California healthcare provider faces data breach lawsuit.
The Times-Standard reports that a class-action lawsuit has been filed against Northern California healthcare provider Partnership HealthPlan of California for a 2021 data breach that impacted up to 850,000 individuals. The plaintiff claims that Partnership HealthPlan failed to protect sensitive user data and neglected to inform its users of the breach in a timely fashion. A partner at Janssen Malloy, the law firm that filed the lawsuit, explained, “The suit really is about Partnership HealthPlans’ method of storing their enrollees' individually identifiable medical information, and how they stored that and whether or not they took all reasonable steps to protect folks’ privacy and keep that information secure from hackers.” Making matters worse, the healthcare organization allegedly waited almost a year after discovery before notifying the victims.
US OPM reaches settlement for 2015 data breach.
A $63 million settlement has been reached in the class-action lawsuit filed over the 2015 data breach of the US Office of Personnel Management (OPM) that exposed the data of over 21 million current, former, and prospective federal employees and families members, the Epoch Times reports. The files were allegedly stolen by China-backed hackers, who exfiltrated highly sensitive information such as fingerprints and psychological and emotional health histories, and it is reported that the Chinese government has been using data from such breaches to build a database on American citizens for political and economic espionage. The agreement explains, “The settlement is the result of extensive negotiations and accounts for the unique aspects of this litigation, including the strict limitation on recovering from the Government and the causation problems that Defendants would have argued result from the hack’s attribution to a foreign state actor…That these data breaches were attributed to the Chinese government, apparently motivated by foreign policy considerations, would have compounded the risks associated with tracing plaintiffs’ harm to [OPM].” Under the settlement, which is still awaiting approval from a federal judge, OPM will pay $60 million and OPM contractor Peraton will pay $3 million into a fund for victims of the hack.
A look at the CCPA.
Forbes offers a quick overview of the California Consumer Privacy Act (CCPA), established in 2018 by the US state of California to regulate how businesses collect, use, and share the personal data of California residents. All organizations, regardless of location, must adhere to the CCPA when dealing with consumers residing in California. Essentially, the CCPA safeguards California residents against the sale or disclosure of their personal information to third-party associates, and any for-profit company with an annual revenue of over $25 million that handles the personal information of at least 50,000 California residents is required to follow the CCPA. Non-compliance can result in financial penalties, so suggestions for compliance include placing a brief description of consumers’ rights in the website’s privacy policy, clearly communicating and regularly updating the list of personal information that is being collected, and allowing users an easy way to opt-out of having their data sold to a third-party.
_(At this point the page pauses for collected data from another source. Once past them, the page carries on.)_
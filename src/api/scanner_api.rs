// ==========================================
// 工单流转追踪系统 - 扫码 API
// ==========================================
// 职责: 工单上下文预览、登记扫码、报废、返工，以及零件/站点/履历查询
// 并发: 所有写操作在同一个 BEGIN IMMEDIATE 事务内完成，
//       WIP/工单更新另带 revision 校验；预览只读，不开事务
// 审计: 错站/重复登记被拒绝时，先回滚业务事务，再单独追加 ERROR 扫码事件
// ==========================================

use std::sync::{Arc, Mutex, MutexGuard};

use rusqlite::{Connection, Transaction, TransactionBehavior};

use crate::api::error::{ApiError, ApiResult};
use crate::api::validator::{Actor, ScanOperationValidator};
use crate::domain::types::ScanType;
use crate::engine::{AutoProvisioningPolicy, RoutingRejection};
use crate::repository::{
    CatalogRepository, RepositoryError, StepLedgerRepository, WipRepository, WorkOrderRepository,
};

mod context;
mod lookup;
mod register;
mod rework;
mod scrap;
pub mod types;

pub use lookup::MSG_PART_NOT_REGISTERED;
pub use register::{
    MSG_PART_MISMATCH, MSG_PRODUCT_INACTIVE, MSG_PRODUCT_NOT_FOUND_FOR_CREATE,
    MSG_PROVISIONING_NOT_ALLOWED, MSG_REGISTERED,
};
pub use rework::{MSG_REWORK_CLOSED_ORDER, MSG_REWORK_CLOSED_WIP, MSG_REWORK_HOLD, MSG_REWORK_RELEASED};
pub use scrap::{MSG_SCRAPPED, MSG_SCRAP_FINISHED};
pub use types::*;

pub use crate::api::validator::MSG_INVALID_DEVICE;
pub use crate::engine::routing_core::MSG_WIP_ON_REWORK;

// ==========================================
// 提示信息
// ==========================================
pub const MSG_WORK_ORDER_NOT_FOUND: &str = "工单不存在";
pub const MSG_NO_ACTIVE_ROUTE: &str = "子族未指定工艺路线";
pub const MSG_ROUTE_HAS_NO_STEPS: &str = "工艺路线未配置工序";
pub const MSG_WIP_NOT_ACTIVE: &str = "WIP 未处于激活状态";
pub const MSG_WIP_NOT_FOUND: &str = "WIP 不存在";
pub const MSG_WORK_ORDER_CANCELLED: &str = "工单已取消";
pub const MSG_WORK_ORDER_FINISHED: &str = "工单已完工";
pub const MSG_WRONG_LOCATION: &str = "设备不在当前工序站点";
pub const MSG_STEP_ALREADY_REGISTERED: &str = "该工序已登记";

// ==========================================
// Rejection - 写操作拒绝（可附带审计事件）
// ==========================================
#[derive(Debug, Clone, Copy, PartialEq, Eq)]
struct AuditEntry {
    wip_item_id: i64,
    route_step_id: i64,
}

#[derive(Debug)]
struct Rejection {
    error: ApiError,
    audit: Option<AuditEntry>,
}

impl Rejection {
    fn audited(error: ApiError, audit: Option<AuditEntry>) -> Self {
        Self { error, audit }
    }
}

impl From<ApiError> for Rejection {
    fn from(error: ApiError) -> Self {
        Self { error, audit: None }
    }
}

impl From<RepositoryError> for Rejection {
    fn from(err: RepositoryError) -> Self {
        ApiError::from(err).into()
    }
}

impl From<RoutingRejection> for Rejection {
    fn from(rejection: RoutingRejection) -> Self {
        ApiError::from(rejection).into()
    }
}

// ==========================================
// ScannerApi - 扫码 API
// ==========================================

/// 扫码API
///
/// 职责：
/// 1. 预览工单下一步（只读）
/// 2. 登记扫码（推进 WIP，追加工序台账）
/// 3. 报废 / 返工挂起与放行
/// 4. 零件查询、站点列表、工单履历
pub struct ScannerApi {
    conn: Arc<Mutex<Connection>>,
    catalog_repo: Arc<CatalogRepository>,
    work_order_repo: Arc<WorkOrderRepository>,
    wip_repo: Arc<WipRepository>,
    ledger_repo: Arc<StepLedgerRepository>,
    provisioning: Arc<dyn AutoProvisioningPolicy>,
}

impl ScannerApi {
    /// 创建新的ScannerApi实例
    pub fn new(
        conn: Arc<Mutex<Connection>>,
        catalog_repo: Arc<CatalogRepository>,
        work_order_repo: Arc<WorkOrderRepository>,
        wip_repo: Arc<WipRepository>,
        ledger_repo: Arc<StepLedgerRepository>,
        provisioning: Arc<dyn AutoProvisioningPolicy>,
    ) -> Self {
        Self {
            conn,
            catalog_repo,
            work_order_repo,
            wip_repo,
            ledger_repo,
            provisioning,
        }
    }

    /// 获取数据库连接
    fn get_conn(&self) -> ApiResult<MutexGuard<'_, Connection>> {
        self.conn
            .lock()
            .map_err(|e| RepositoryError::LockError(e.to_string()).into())
    }

    /// 在 IMMEDIATE 事务内执行写操作
    ///
    /// - Ok: 提交
    /// - Err: 回滚；若拒绝附带审计事件，另开事务追加 ERROR 扫码事件
    fn run_write<T>(
        &self,
        operation: &'static str,
        wo_number: &str,
        f: impl FnOnce(&Transaction) -> Result<T, Rejection>,
    ) -> ApiResult<T> {
        let mut conn = self.get_conn()?;
        let tx = conn
            .transaction_with_behavior(TransactionBehavior::Immediate)
            .map_err(|e| ApiError::DatabaseTransactionError(e.to_string()))?;

        match f(&tx) {
            Ok(value) => {
                tx.commit()
                    .map_err(|e| ApiError::DatabaseTransactionError(e.to_string()))?;
                Ok(value)
            }
            Err(rejection) => {
                if let Err(e) = tx.rollback() {
                    tracing::error!(operation, wo_number, error = %e, "事务回滚失败");
                }
                if let Some(audit) = rejection.audit {
                    if let Err(e) = append_error_event(&mut conn, audit) {
                        tracing::error!(operation, wo_number, error = %e, "ERROR 扫码事件写入失败");
                    }
                }
                tracing::warn!(
                    operation,
                    wo_number,
                    code = rejection.error.code(),
                    reason = %rejection.error.reason(),
                    "操作被拒绝"
                );
                Err(rejection.error)
            }
        }
    }
}

/// 独立事务追加 ERROR 扫码事件
fn append_error_event(conn: &mut Connection, audit: AuditEntry) -> ApiResult<()> {
    let tx = conn.transaction_with_behavior(TransactionBehavior::Immediate)?;
    StepLedgerRepository::append_scan_event_tx(&tx, audit.wip_item_id, audit.route_step_id, ScanType::Error)?;
    tx.commit()?;
    tracing::warn!(
        wip_item_id = audit.wip_item_id,
        route_step_id = audit.route_step_id,
        "已记录 ERROR 扫码事件"
    );
    Ok(())
}

/// 非空原因（去除首尾空白）
fn normalize_reason(reason: Option<&str>) -> Option<String> {
    reason
        .map(str::trim)
        .filter(|r| !r.is_empty())
        .map(str::to_string)
}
Updates on the Horizon Actuarial Services ransomware attack.
Horizon Actuarial Services LLC, a provider of actuarial and administrative services to benefit plans, was hit with a ransomware attack last November, and the number of victims impacted continues to climb, TechTarget reports. The initial notification stated just two customers were affected by the breach, but in its most recent filing to the Maine attorney general's office, Horizon stated that the number of compromised individuals has risen to 1,312,212. This includes thirty-three organizations, from small bakeries to international plans like the Major League Baseball (MLB) Players Benefit Plan and the National Hockey League Players Association Health and Benefits Fund.
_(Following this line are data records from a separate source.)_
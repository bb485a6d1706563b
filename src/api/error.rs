// ==========================================
// 工单流转追踪系统 - API层错误类型
// ==========================================
// 职责: 定义API层错误类型，转换Repository错误为用户可读的拒绝原因
// 约定: 所有拒绝都携带可读原因
// ==========================================

use crate::engine::RoutingRejection;
use crate::repository::error::RepositoryError;
use serde::{Deserialize, Serialize};
use thiserror::Error;

/// API层错误类型
#[derive(Error, Debug)]
pub enum ApiError {
    // ==========================================
    // 业务规则错误
    // ==========================================
    #[error("无效输入: {0}")]
    InvalidInput(String),

    /// 操作员或设备无效
    #[error("身份校验失败: {0}")]
    Unauthorized(String),

    #[error("资源未找到: {0}")]
    NotFound(String),

    /// WIP 状态不符 / 错站 / 重复登记 / 终态工单 / 数量超限
    #[error("状态冲突: {0}")]
    StateConflict(String),

    // ==========================================
    // 并发控制错误
    // ==========================================
    #[error("乐观锁冲突: {0}")]
    OptimisticLockFailure(String),

    // ==========================================
    // 数据访问错误
    // ==========================================
    #[error("数据库错误: {0}")]
    DatabaseError(String),

    #[error("数据库连接失败: {0}")]
    DatabaseConnectionError(String),

    #[error("数据库事务失败: {0}")]
    DatabaseTransactionError(String),

    // ==========================================
    // 通用错误
    // ==========================================
    #[error("内部错误: {0}")]
    InternalError(String),

    #[error(transparent)]
    Other(#[from] anyhow::Error),
}

// ==========================================
// ErrorKind - 拒绝分类
// ==========================================
#[derive(Debug, Clone, Copy, PartialEq, Eq, Serialize, Deserialize)]
#[serde(rename_all = "SCREAMING_SNAKE_CASE")]
pub enum ErrorKind {
    /// 必填字段为空/为零，未做任何查询
    Validation,
    /// 用户/设备/工单/产品/路线缺失或停用
    NotFound,
    /// 状态不允许本次操作
    StateConflict,
    Internal,
}

impl ApiError {
    pub fn kind(&self) -> ErrorKind {
        match self {
            ApiError::InvalidInput(_) => ErrorKind::Validation,
            ApiError::Unauthorized(_) | ApiError::NotFound(_) => ErrorKind::NotFound,
            ApiError::StateConflict(_) | ApiError::OptimisticLockFailure(_) => ErrorKind::StateConflict,
            ApiError::DatabaseError(_)
            | ApiError::DatabaseConnectionError(_)
            | ApiError::DatabaseTransactionError(_)
            | ApiError::InternalError(_)
            | ApiError::Other(_) => ErrorKind::Internal,
        }
    }

    /// 稳定的错误码（供调用方分支判断）
    pub fn code(&self) -> &'static str {
        match self {
            ApiError::InvalidInput(_) => "INVALID_INPUT",
            ApiError::Unauthorized(_) => "UNAUTHORIZED",
            ApiError::NotFound(_) => "NOT_FOUND",
            ApiError::StateConflict(_) => "STATE_CONFLICT",
            ApiError::OptimisticLockFailure(_) => "OPTIMISTIC_LOCK_FAILURE",
            ApiError::DatabaseError(_) => "DATABASE_ERROR",
            ApiError::DatabaseConnectionError(_) => "DATABASE_CONNECTION_ERROR",
            ApiError::DatabaseTransactionError(_) => "DATABASE_TRANSACTION_ERROR",
            ApiError::InternalError(_) | ApiError::Other(_) => "INTERNAL_ERROR",
        }
    }

    /// 不带分类前缀的原因文本
    pub fn reason(&self) -> String {
        match self {
            ApiError::InvalidInput(msg)
            | ApiError::Unauthorized(msg)
            | ApiError::NotFound(msg)
            | ApiError::StateConflict(msg)
            | ApiError::OptimisticLockFailure(msg)
            | ApiError::DatabaseError(msg)
            | ApiError::DatabaseConnectionError(msg)
            | ApiError::DatabaseTransactionError(msg)
            | ApiError::InternalError(msg) => msg.clone(),
            ApiError::Other(err) => err.to_string(),
        }
    }
}

// ==========================================
// 从 RepositoryError 转换
// ==========================================
impl From<RepositoryError> for ApiError {
    fn from(err: RepositoryError) -> Self {
        match err {
            // 并发控制错误
            RepositoryError::OptimisticLockFailure {
                entity,
                id,
                expected,
                actual,
            } => ApiError::OptimisticLockFailure(format!(
                "{}(id={})已被其他请求修改（期望revision={}，实际revision={}）",
                entity, id, expected, actual
            )),
            // 唯一约束: 并发下的重复建单/重复登记
            RepositoryError::UniqueConstraintViolation(msg) => {
                ApiError::StateConflict(format!("记录已存在: {}", msg))
            }

            // 数据库错误
            RepositoryError::NotFound { entity, id } => {
                ApiError::NotFound(format!("{}(id={})不存在", entity, id))
            }
            RepositoryError::DatabaseTransactionError(msg) => ApiError::DatabaseTransactionError(msg),
            RepositoryError::LockError(msg) => {
                ApiError::DatabaseConnectionError(format!("数据库锁获取失败: {}", msg))
            }
            RepositoryError::DatabaseQueryError(msg) => ApiError::DatabaseError(msg),
            RepositoryError::ForeignKeyViolation(msg) => {
                ApiError::DatabaseError(format!("外键约束违反: {}", msg))
            }

            // 数据质量错误
            RepositoryError::FieldValueError { field, message } => {
                ApiError::InvalidInput(format!("字段{}错误: {}", field, message))
            }

            // 通用错误
            RepositoryError::InternalError(msg) => ApiError::InternalError(msg),
            RepositoryError::Other(err) => ApiError::Other(err),
        }
    }
}

// ==========================================
// 从引擎拒绝原因转换
// ==========================================
impl From<RoutingRejection> for ApiError {
    fn from(rejection: RoutingRejection) -> Self {
        match rejection {
            RoutingRejection::EmptyRoute => ApiError::NotFound(rejection.to_string()),
            _ => ApiError::StateConflict(rejection.to_string()),
        }
    }
}

impl From<rusqlite::Error> for ApiError {
    fn from(err: rusqlite::Error) -> Self {
        RepositoryError::from(err).into()
    }
}

/// Result 类型别名
pub type ApiResult<T> = Result<T, ApiError>;

#[cfg(test)]
mod tests {
    use super::*;

    #[test]
    fn test_kind_projection() {
        assert_eq!(ApiError::InvalidInput("x".into()).kind(), ErrorKind::Validation);
        assert_eq!(ApiError::Unauthorized("x".into()).kind(), ErrorKind::NotFound);
        assert_eq!(ApiError::StateConflict("x".into()).kind(), ErrorKind::StateConflict);
        assert_eq!(ApiError::DatabaseError("x".into()).kind(), ErrorKind::Internal);
    }

    #[test]
    fn test_repository_conflicts_become_state_conflicts() {
        let err: ApiError = RepositoryError::OptimisticLockFailure {
            entity: "WipItem".to_string(),
            id: 1,
            expected: 0,
            actual: 1,
        }
        .into();
        assert_eq!(err.kind(), ErrorKind::StateConflict);

        let err: ApiError = RepositoryError::UniqueConstraintViolation("UNIQUE".to_string()).into();
        assert_eq!(err.kind(), ErrorKind::StateConflict);

        let err: ApiError = RepositoryError::NotFound {
            entity: "WorkOrder".to_string(),
            id: "7".to_string(),
        }
        .into();
        assert_eq!(err.code(), "NOT_FOUND");
    }

    #[test]
    fn test_routing_rejection_mapping() {
        let err: ApiError = RoutingRejection::AlreadyFinalStep { current_step_id: 3 }.into();
        assert_eq!(err.kind(), ErrorKind::StateConflict);
        assert_eq!(err.reason(), "工单已处于末道工序");

        let err: ApiError = RoutingRejection::EmptyRoute.into();
        assert_eq!(err.kind(), ErrorKind::NotFound);
    }
}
PlanSponsor adds that the breach has resulted in a lawsuit in which Horizon has been accused of neglecting to properly secure sensitive personally identifiable customer information, and the suit alleges that an even greater number of customers were impacted. “Defendant determined that the unauthorized actor accessed and exfiltrated the PII of more than 2,537,261 current and former Horizon customers, including that of plaintiff and class members,” the lawsuit states. As well, despite detecting the breach in November 2021, Horizon waited until January to begin notifying the customers, and the lead plaintiff says he did not receive his notification until April, nearly five months after the breach.
The California State Bar breach and third-party risk.
As the California State Bar deals with its data breach, Tim Erlin, VP of strategy at Tripwire, observed that the incident illustrates third-party risk: “Anytime an organization utilizes a third-party service for data storage or processing, it’s vitally important to validate the security and configuration of that third party. In this case, an aggregator of public records became the point of exposure for sensitive data owned by the state, but ultimately controlled by a third-party who failed to secure it. Notification of those affected is important, but establishing a clear process so that this type of incident doesn’t occur again is vital.”